__WHAT NEEDS TO BE DONE__.
Write down, unchanged, the entries from the first line through the line holding "minting vendor/customer capabilities". Include no other line.

Stored items
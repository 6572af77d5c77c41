//! Bidding and assignment engine.
//!
//! [`DispatchEngine`] owns no mutable state of its own. Every mutation is a
//! conditional write against the [`DispatchStore`], so any number of engine
//! instances (in one process or many) can serve the same records.
//!
//! # Components
//!
//! - [`tokens`]: opens bidding by minting vendor/customer capabilities
//! - [`ledger`]: accepts bids against an open vendor capability
//! - [`assigner`]: picks one winning bid with a single conditional write
//! - [`transitions`]: validated status changes, manual assignment, cancellation

use std::sync::Arc;

use tokio::sync::broadcast;
use uuid::Uuid;

use crate::clock::Clock;
use crate::error::{DispatchError, Result};
use crate::events::DispatchEvent;
use crate::model::{Alert, Job, JobDraft, Vendor};
use crate::store::DispatchStore;

pub mod assigner;
pub mod ledger;
pub mod tokens;
pub mod transitions;

pub use assigner::{Assignment, Selector};
pub use tokens::{BiddingLinks, LinkBuilder};
pub use transitions::JobUpdate;

const EVENT_CAPACITY: usize = 256;

pub struct DispatchEngine {
    store: Arc<dyn DispatchStore>,
    clock: Arc<dyn Clock>,
    links: LinkBuilder,
    events: broadcast::Sender<DispatchEvent>,
}

impl DispatchEngine {
    pub fn new(store: Arc<dyn DispatchStore>, clock: Arc<dyn Clock>, links: LinkBuilder) -> Self {
        let (events, _) = broadcast::channel(EVENT_CAPACITY);
        Self {
            store,
            clock,
            links,
            events,
        }
    }

    /// Receive domain events published after successful writes.
    pub fn subscribe(&self) -> broadcast::Receiver<DispatchEvent> {
        self.events.subscribe()
    }

    fn publish(&self, event: DispatchEvent) {
        // No subscribers is fine; events are advisory.
        let _ = self.events.send(event);
    }

    /// Intake: persist a new Unassigned job.
    pub async fn create_job(&self, draft: JobDraft) -> Result<Job> {
        let job = Job::from_draft(draft, self.clock.now())?;
        self.store.insert_job(job.clone()).await?;
        tracing::info!(
            job_id = %job.id,
            service_type = %job.service_type,
            bid_mode = ?job.bid_mode,
            "Job created"
        );
        Ok(job)
    }

    pub async fn get_job(&self, job_id: Uuid) -> Result<Job> {
        self.store
            .get_job(job_id)
            .await?
            .ok_or_else(|| DispatchError::NotFound(format!("job {}", job_id)))
    }

    pub async fn list_jobs(&self) -> Result<Vec<Job>> {
        self.store.list_jobs().await
    }

    pub async fn list_alerts(&self) -> Result<Vec<Alert>> {
        self.store.list_alerts().await
    }

    pub async fn list_vendors(&self) -> Result<Vec<Vendor>> {
        self.store.list_vendors().await
    }
}
use axum::{
    extract::{rejection::JsonRejection, Path, State},
    http::{HeaderMap, StatusCode},
    response::IntoResponse,
    Json,
};
use uuid::Uuid;

use crate::api::dto::{BidCreated, CustomerSelectRequest, SelectionResponse, StatusView, VendorJobView};
use crate::api::error::{ApiError, ApiResult};
use crate::api::ApiState;
use crate::engine::{JobUpdate, Selector};
use crate::error::DispatchError;
use crate::lifecycle::Requester;
use crate::model::{BidSubmission, JobDraft};

pub const REQUESTER_HEADER: &str = "x-requester-role";

fn requester(headers: &HeaderMap) -> ApiResult<Requester> {
    let Some(value) = headers.get(REQUESTER_HEADER) else {
        return Ok(Requester::default());
    };
    value
        .to_str()
        .ok()
        .and_then(Requester::parse)
        .ok_or_else(|| ApiError::BadRequest(format!("invalid {} header", REQUESTER_HEADER)))
}

/// Ids that do not parse can never exist.
fn parse_id(raw: &str, what: &str) -> ApiResult<Uuid> {
    Uuid::parse_str(raw).map_err(|_| DispatchError::NotFound(format!("{} {}", what, raw)).into())
}

pub async fn create_job(
    State(state): State<ApiState>,
    payload: Result<Json<JobDraft>, JsonRejection>,
) -> ApiResult<impl IntoResponse> {
    let Json(draft) = payload?;
    let job = state.engine.create_job(draft).await?;
    Ok((StatusCode::CREATED, Json(job)))
}

pub async fn list_jobs(State(state): State<ApiState>) -> ApiResult<impl IntoResponse> {
    Ok(Json(state.engine.list_jobs().await?))
}

pub async fn get_job(
    State(state): State<ApiState>,
    Path(id): Path<String>,
) -> ApiResult<impl IntoResponse> {
    let id = parse_id(&id, "job")?;
    Ok(Json(state.engine.get_job(id).await?))
}

pub async fn update_job(
    State(state): State<ApiState>,
    Path(id): Path<String>,
    headers: HeaderMap,
    payload: Result<Json<JobUpdate>, JsonRejection>,
) -> ApiResult<impl IntoResponse> {
    let requester = requester(&headers)?;
    let id = parse_id(&id, "job")?;
    let Json(update) = payload?;
    Ok(Json(state.engine.update_job(id, update, requester).await?))
}

pub async fn cancel_job(
    State(state): State<ApiState>,
    Path(id): Path<String>,
) -> ApiResult<impl IntoResponse> {
    let id = parse_id(&id, "job")?;
    Ok(Json(state.engine.cancel_job(id).await?))
}

pub async fn open_bidding(
    State(state): State<ApiState>,
    Path(id): Path<String>,
) -> ApiResult<impl IntoResponse> {
    let id = parse_id(&id, "job")?;
    Ok(Json(state.engine.open_bidding(id).await?))
}

pub async fn get_links(
    State(state): State<ApiState>,
    Path(id): Path<String>,
) -> ApiResult<impl IntoResponse> {
    let id = parse_id(&id, "job")?;
    Ok(Json(state.engine.links(id).await?))
}

pub async fn list_job_bids(
    State(state): State<ApiState>,
    Path(id): Path<String>,
) -> ApiResult<impl IntoResponse> {
    let id = parse_id(&id, "job")?;
    Ok(Json(state.engine.list_bids(id).await?))
}

/// `POST /bids/:key` where the key is a vendor token.
pub async fn submit_bid(
    State(state): State<ApiState>,
    Path(token): Path<String>,
    payload: Result<Json<BidSubmission>, JsonRejection>,
) -> ApiResult<impl IntoResponse> {
    let Json(submission) = payload?;
    let bid = state.engine.submit_bid(&token, submission).await?;
    Ok((StatusCode::CREATED, Json(BidCreated::from(&bid))))
}

/// `POST /bids/:key/select` where the key is a bid id.
pub async fn select_bid(
    State(state): State<ApiState>,
    Path(bid_id): Path<String>,
) -> ApiResult<impl IntoResponse> {
    let bid_id = parse_id(&bid_id, "bid")?;
    let assignment = state.engine.select_bid(bid_id, &Selector::Admin).await?;
    Ok(Json(SelectionResponse::from(&assignment)))
}

pub async fn customer_bids(
    State(state): State<ApiState>,
    Path(token): Path<String>,
) -> ApiResult<impl IntoResponse> {
    Ok(Json(state.engine.customer_bids(&token).await?))
}

pub async fn customer_select(
    State(state): State<ApiState>,
    Path(token): Path<String>,
    payload: Result<Json<CustomerSelectRequest>, JsonRejection>,
) -> ApiResult<impl IntoResponse> {
    let Json(request) = payload?;
    let raw = request
        .bid_id
        .filter(|id| !id.trim().is_empty())
        .ok_or_else(|| DispatchError::Validation("bidId is required".to_string()))?;
    let bid_id = parse_id(raw.trim(), "bid")?;
    let assignment = state
        .engine
        .select_bid(bid_id, &Selector::Customer(token))
        .await?;
    Ok(Json(SelectionResponse::from(&assignment)))
}

pub async fn public_status(
    State(state): State<ApiState>,
    Path(id): Path<String>,
) -> ApiResult<impl IntoResponse> {
    let id = parse_id(&id, "job")?;
    let job = state.engine.get_job(id).await?;
    Ok(Json(StatusView::from(job)))
}

pub async fn vendor_view(
    State(state): State<ApiState>,
    Path(token): Path<String>,
) -> ApiResult<impl IntoResponse> {
    let job = state.engine.vendor_view(&token).await?;
    Ok(Json(VendorJobView::from(job)))
}

pub async fn list_alerts(State(state): State<ApiState>) -> ApiResult<impl IntoResponse> {
    Ok(Json(state.engine.list_alerts().await?))
}

pub async fn list_vendors(State(state): State<ApiState>) -> ApiResult<impl IntoResponse> {
    Ok(Json(state.engine.list_vendors().await?))
}

pub async fn health() -> impl IntoResponse {
    Json(serde_json::json!({ "status": "ok" }))
}
use chrono::{DateTime, Utc};
use serde::{Deserialize, Serialize};
use uuid::Uuid;

use crate::engine::Assignment;
use crate::model::{Address, Bid, BidMode, Job, JobStatus};

#[derive(Debug, Serialize)]
#[serde(rename_all = "camelCase")]
pub struct BidCreated {
    pub bid_id: Uuid,
}

impl From<&Bid> for BidCreated {
    fn from(bid: &Bid) -> Self {
        Self { bid_id: bid.id }
    }
}

#[derive(Debug, Serialize)]
#[serde(rename_all = "camelCase")]
pub struct SelectionResponse {
    pub ok: bool,
    pub job_id: Uuid,
    pub bid_id: Uuid,
    pub vendor_id: Uuid,
    pub final_price: Option<f64>,
}

impl From<&Assignment> for SelectionResponse {
    fn from(assignment: &Assignment) -> Self {
        Self {
            ok: true,
            job_id: assignment.job.id,
            bid_id: assignment.bid.id,
            vendor_id: assignment.vendor.id,
            final_price: assignment.job.final_price,
        }
    }
}

#[derive(Debug, Default, Deserialize)]
#[serde(rename_all = "camelCase")]
pub struct CustomerSelectRequest {
    pub bid_id: Option<String>,
}

/// What the status-tracking link shows. No prices, tokens or customer ids.
#[derive(Debug, Serialize)]
#[serde(rename_all = "camelCase")]
pub struct StatusView {
    pub job_id: Uuid,
    pub status: JobStatus,
    pub service_type: String,
    pub vendor_name: Option<String>,
    pub cancelled: bool,
    pub created_at: DateTime<Utc>,
    pub completed_at: Option<DateTime<Utc>>,
}

impl From<Job> for StatusView {
    fn from(job: Job) -> Self {
        Self {
            job_id: job.id,
            status: job.status,
            service_type: job.service_type,
            vendor_name: job.vendor_name,
            cancelled: job.cancelled,
            created_at: job.created_at,
            completed_at: job.completed_at,
        }
    }
}

/// Job summary behind a vendor bid link.
#[derive(Debug, Serialize)]
#[serde(rename_all = "camelCase")]
pub struct VendorJobView {
    pub job_id: Uuid,
    pub service_type: String,
    pub pickup_address: Address,
    pub dropoff_address: Option<Address>,
    pub notes: Option<String>,
    pub bid_mode: BidMode,
    pub quoted_price: Option<f64>,
    pub currency: String,
    pub bidding_open: bool,
}

impl From<Job> for VendorJobView {
    fn from(job: Job) -> Self {
        let bidding_open = job.is_open_for_bids();
        Self {
            job_id: job.id,
            service_type: job.service_type,
            pickup_address: job.pickup_address,
            dropoff_address: job.dropoff_address,
            notes: job.notes,
            bid_mode: job.bid_mode,
            quoted_price: job.quoted_price,
            currency: job.currency,
            bidding_open,
        }
    }
}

__WRITTEN RESPONSE__.
repository 6572af77d5c77c41
//! Bidding and assignment engine.
//!
//! [`DispatchEngine`] owns no mutable state of its own. Every mutation is a
//! conditional write against the [`DispatchStore`], so any number of engine
//! instances (in one process or many) can serve the same records.
//!
//! # Components
//!
//! - [`tokens`]: opens bidding by minting vendor/customer capabilities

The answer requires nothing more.